## TRY IT:
Copy each line of the records that contains the word "signed".

TASK INPUT section start

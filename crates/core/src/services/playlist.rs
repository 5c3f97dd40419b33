//! Playlist service.

use chrono::Utc;
use sea_orm::Set;
use serde::{Deserialize, Serialize};
use universe_common::{AppError, AppResult, IdGenerator};
use universe_db::{
    entities::{playlist, playlist_video, video},
    repositories::{PlaylistRepository, VideoRepository},
};
use validator::Validate;

/// How many public playlists of other users are shown next to the caller's own.
const PUBLIC_PLAYLIST_LIMIT: u64 = 10;

const fn default_true() -> bool {
    true
}

/// Input for creating a playlist.
#[derive(Debug, Deserialize, Validate)]
#[serde(rename_all = "camelCase")]
pub struct CreatePlaylistInput {
    #[validate(
        length(min = 1, max = 100),
        custom(function = "universe_common::validation::validate_not_blank")
    )]
    pub title: String,

    #[validate(length(max = 500))]
    pub description: Option<String>,

    #[serde(default = "default_true")]
    pub is_public: bool,
}

/// Input for editing a playlist. Absent fields are left unchanged.
#[derive(Debug, Default, Deserialize, Validate)]
#[serde(rename_all = "camelCase")]
pub struct EditPlaylistInput {
    #[validate(
        length(min = 1, max = 100),
        custom(function = "universe_common::validation::validate_not_blank")
    )]
    pub title: Option<String>,

    #[validate(length(max = 500))]
    pub description: Option<String>,

    pub is_public: Option<bool>,
}

/// The caller's playlists plus a few public ones from others.
#[derive(Debug, Clone, Serialize)]
#[serde(rename_all = "camelCase")]
pub struct PlaylistOverview {
    pub playlists: Vec<playlist::Model>,
    pub public_playlists: Vec<playlist::Model>,
}

/// A playlist and its videos in the order they were added.
#[derive(Debug, Clone, Serialize)]
#[serde(rename_all = "camelCase")]
pub struct PlaylistDetail {
    pub playlist: playlist::Model,
    pub videos: Vec<video::Model>,
    pub is_owner: bool,
}

/// Result of adding a video to a playlist.
#[derive(Debug, Clone, Copy, PartialEq, Eq, Serialize)]
#[serde(rename_all = "camelCase")]
pub struct PlaylistAddResult {
    pub added: bool,
    pub already_present: bool,
}

/// Playlist service for business logic.
#[derive(Clone)]
pub struct PlaylistService {
    playlist_repo: PlaylistRepository,
    video_repo: VideoRepository,
    id_gen: IdGenerator,
}

impl PlaylistService {
    /// Create a new playlist service.
    #[must_use]
    pub const fn new(playlist_repo: PlaylistRepository, video_repo: VideoRepository) -> Self {
        Self {
            playlist_repo,
            video_repo,
            id_gen: IdGenerator::new(),
        }
    }

    /// The caller's playlists and up to ten public playlists of other users.
    pub async fn my_playlists(&self, user_id: &str) -> AppResult<PlaylistOverview> {
        let playlists = self.playlist_repo.find_by_user(user_id).await?;
        let public_playlists = self
            .playlist_repo
            .find_public_excluding(user_id, PUBLIC_PLAYLIST_LIMIT)
            .await?;
        Ok(PlaylistOverview {
            playlists,
            public_playlists,
        })
    }

    /// Create a playlist.
    pub async fn create(
        &self,
        user_id: &str,
        input: CreatePlaylistInput,
    ) -> AppResult<playlist::Model> {
        input.validate()?;

        let model = playlist::ActiveModel {
            id: Set(self.id_gen.generate()),
            user_id: Set(user_id.to_string()),
            title: Set(input.title.trim().to_string()),
            description: Set(input.description),
            is_public: Set(input.is_public),
            created_at: Set(Utc::now().into()),
            updated_at: Set(None),
        };

        self.playlist_repo.create(model).await
    }

    /// Open a playlist. Private playlists are visible to their owner only.
    pub async fn detail(&self, viewer_id: &str, playlist_id: &str) -> AppResult<PlaylistDetail> {
        let playlist = self.playlist_repo.get_by_id(playlist_id).await?;
        let is_owner = playlist.user_id == viewer_id;
        if !playlist.is_public && !is_owner {
            return Err(AppError::Forbidden("This playlist is private".to_string()));
        }

        let videos = self.playlist_repo.find_videos(&playlist.id).await?;
        Ok(PlaylistDetail {
            playlist,
            videos,
            is_owner,
        })
    }

    /// Edit a playlist.
    pub async fn edit(
        &self,
        user_id: &str,
        playlist_id: &str,
        input: EditPlaylistInput,
    ) -> AppResult<playlist::Model> {
        input.validate()?;

        let playlist = self.owned_playlist(user_id, playlist_id).await?;
        let mut active: playlist::ActiveModel = playlist.into();

        if let Some(title) = input.title {
            active.title = Set(title.trim().to_string());
        }
        if let Some(description) = input.description {
            active.description = Set(Some(description));
        }
        if let Some(is_public) = input.is_public {
            active.is_public = Set(is_public);
        }
        active.updated_at = Set(Some(Utc::now().into()));

        self.playlist_repo.update(active).await
    }

    /// Delete a playlist. The videos are untouched.
    pub async fn delete(&self, user_id: &str, playlist_id: &str) -> AppResult<()> {
        let playlist = self.owned_playlist(user_id, playlist_id).await?;
        self.playlist_repo.delete(&playlist.id).await
    }

    /// Append a video to a playlist.
    pub async fn add_video(
        &self,
        user_id: &str,
        playlist_id: &str,
        video_id: &str,
    ) -> AppResult<PlaylistAddResult> {
        let playlist = self.owned_playlist(user_id, playlist_id).await?;
        let video = self.video_repo.get_by_id(video_id).await?;

        let model = playlist_video::ActiveModel {
            id: Set(self.id_gen.generate()),
            playlist_id: Set(playlist.id),
            video_id: Set(video.id),
            added_at: Set(Utc::now().into()),
        };

        match self.playlist_repo.add_video(model).await {
            Ok(_) => Ok(PlaylistAddResult {
                added: true,
                already_present: false,
            }),
            Err(e) if e.is_conflict() => Ok(PlaylistAddResult {
                added: false,
                already_present: true,
            }),
            Err(e) => Err(e),
        }
    }

    /// Remove a video from a playlist. Returns whether it was there.
    pub async fn remove_video(
        &self,
        user_id: &str,
        playlist_id: &str,
        video_id: &str,
    ) -> AppResult<bool> {
        let playlist = self.owned_playlist(user_id, playlist_id).await?;
        self.playlist_repo.remove_video(&playlist.id, video_id).await
    }

    async fn owned_playlist(&self, user_id: &str, playlist_id: &str) -> AppResult<playlist::Model> {
        let playlist = self.playlist_repo.get_by_id(playlist_id).await?;
        if playlist.user_id != user_id {
            return Err(AppError::Forbidden(
                "You can only modify your own playlists".to_string(),
            ));
        }
        Ok(playlist)
    }
}

#[cfg(test)]
#[allow(clippy::unwrap_used)]
mod tests {
    use super::*;
    use crate::services::directory::test_support::empty_db;
    use sea_orm::{DatabaseBackend, DatabaseConnection, MockDatabase, MockExecResult};
    use std::sync::Arc;
    use universe_db::entities::video::VideoCategory;

    fn create_test_playlist(id: &str, owner: &str, is_public: bool) -> playlist::Model {
        playlist::Model {
            id: id.to_string(),
            user_id: owner.to_string(),
            title: "Watch later".to_string(),
            description: None,
            is_public,
            created_at: Utc::now().into(),
            updated_at: None,
        }
    }

    fn create_test_video(id: &str) -> video::Model {
        video::Model {
            id: id.to_string(),
            author_id: "carol".to_string(),
            title: "Clip".to_string(),
            description: None,
            video_url: "https://cdn.example.com/v.mp4".to_string(),
            thumbnail_url: None,
            duration: 30,
            views: 0,
            category: VideoCategory::Music,
            tags: None,
            is_public: true,
            allow_comments: true,
            created_at: Utc::now().into(),
            updated_at: None,
        }
    }

    fn service(playlists: Arc<DatabaseConnection>, videos: Arc<DatabaseConnection>) -> PlaylistService {
        PlaylistService::new(PlaylistRepository::new(playlists), VideoRepository::new(videos))
    }

    #[tokio::test]
    async fn test_private_playlist_forbidden_for_others() {
        let playlists = Arc::new(
            MockDatabase::new(DatabaseBackend::Postgres)
                .append_query_results([[create_test_playlist("p1", "bob", false)]])
                .into_connection(),
        );

        let result = service(playlists, empty_db()).detail("alice", "p1").await;
        assert!(matches!(result, Err(AppError::Forbidden(_))));
    }

    #[tokio::test]
    async fn test_private_playlist_visible_to_owner() {
        let playlists = Arc::new(
            MockDatabase::new(DatabaseBackend::Postgres)
                .append_query_results([[create_test_playlist("p1", "bob", false)]])
                .append_query_results([[maplit::btreemap! {
                    "video_id" => sea_orm::Value::from("v1"),
                }]])
                .append_query_results([[create_test_video("v1")]])
                .into_connection(),
        );

        let detail = service(playlists, empty_db()).detail("bob", "p1").await.unwrap();
        assert!(detail.is_owner);
        assert_eq!(detail.videos.len(), 1);
    }

    #[tokio::test]
    async fn test_add_video_by_non_owner_forbidden() {
        let playlists = Arc::new(
            MockDatabase::new(DatabaseBackend::Postgres)
                .append_query_results([[create_test_playlist("p1", "bob", true)]])
                .into_connection(),
        );

        let result = service(playlists, empty_db())
            .add_video("alice", "p1", "v1")
            .await;
        assert!(matches!(result, Err(AppError::Forbidden(_))));
    }

    #[tokio::test]
    async fn test_add_video_reports_added() {
        let playlists = Arc::new(
            MockDatabase::new(DatabaseBackend::Postgres)
                .append_query_results([[create_test_playlist("p1", "bob", true)]])
                .append_query_results([[playlist_video::Model {
                    id: "pv1".to_string(),
                    playlist_id: "p1".to_string(),
                    video_id: "v1".to_string(),
                    added_at: Utc::now().into(),
                }]])
                .into_connection(),
        );
        let videos = Arc::new(
            MockDatabase::new(DatabaseBackend::Postgres)
                .append_query_results([[create_test_video("v1")]])
                .into_connection(),
        );

        let result = service(playlists, videos).add_video("bob", "p1", "v1").await.unwrap();
        assert_eq!(
            result,
            PlaylistAddResult {
                added: true,
                already_present: false
            }
        );
    }

    #[tokio::test]
    async fn test_remove_missing_video_returns_false() {
        let playlists = Arc::new(
            MockDatabase::new(DatabaseBackend::Postgres)
                .append_query_results([[create_test_playlist("p1", "bob", true)]])
                .append_exec_results([MockExecResult {
                    last_insert_id: 0,
                    rows_affected: 0,
                }])
                .into_connection(),
        );

        let removed = service(playlists, empty_db())
            .remove_video("bob", "p1", "v9")
            .await
            .unwrap();
        assert!(!removed);
    }
}
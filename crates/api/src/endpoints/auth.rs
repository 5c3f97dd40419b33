//! Authentication endpoints.

use axum::{Json, Router, extract::State, http::StatusCode, routing::{get, post}};
use serde::Serialize;
use universe_common::{AppError, AppResult};
use universe_core::{RegisterInput, SignInInput};
use universe_db::entities::user;

use crate::{
    extractors::AuthUser,
    middleware::AppState,
    response::{ApiResponse, Created, no_content},
};

/// A signed-in user and their bearer token.
#[derive(Serialize)]
#[serde(rename_all = "camelCase")]
pub struct SessionResponse {
    pub user: user::Model,
    pub token: String,
}

impl TryFrom<user::Model> for SessionResponse {
    type Error = AppError;

    fn try_from(user: user::Model) -> AppResult<Self> {
        let token = user
            .token
            .clone()
            .ok_or_else(|| AppError::Internal("Session token missing".to_string()))?;
        Ok(Self { user, token })
    }
}

/// Register a new account.
async fn register(
    State(state): State<AppState>,
    Json(input): Json<RegisterInput>,
) -> AppResult<Created<SessionResponse>> {
    let user = state.account_service.register(input).await?;
    Ok(Created(user.try_into()?))
}

/// Sign in with username and password.
async fn signin(
    State(state): State<AppState>,
    Json(input): Json<SignInInput>,
) -> AppResult<ApiResponse<SessionResponse>> {
    let user = state.account_service.sign_in(input).await?;
    Ok(ApiResponse::ok(user.try_into()?))
}

/// Sign out, invalidating the current token.
async fn signout(
    AuthUser(user): AuthUser,
    State(state): State<AppState>,
) -> AppResult<StatusCode> {
    state.account_service.sign_out(&user.id).await?;
    Ok(no_content())
}

/// The signed-in user.
async fn me(AuthUser(user): AuthUser) -> ApiResponse<user::Model> {
    ApiResponse::ok(user)
}

pub fn router() -> Router<AppState> {
    Router::new()
        .route("/register", post(register))
        .route("/signin", post(signin))
        .route("/signout", post(signout))
        .route("/me", get(me))
}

TASK INPUT section end

## FINISHED EXERCISE:
/// A signed-in user and their bearer token.
/// The signed-in user.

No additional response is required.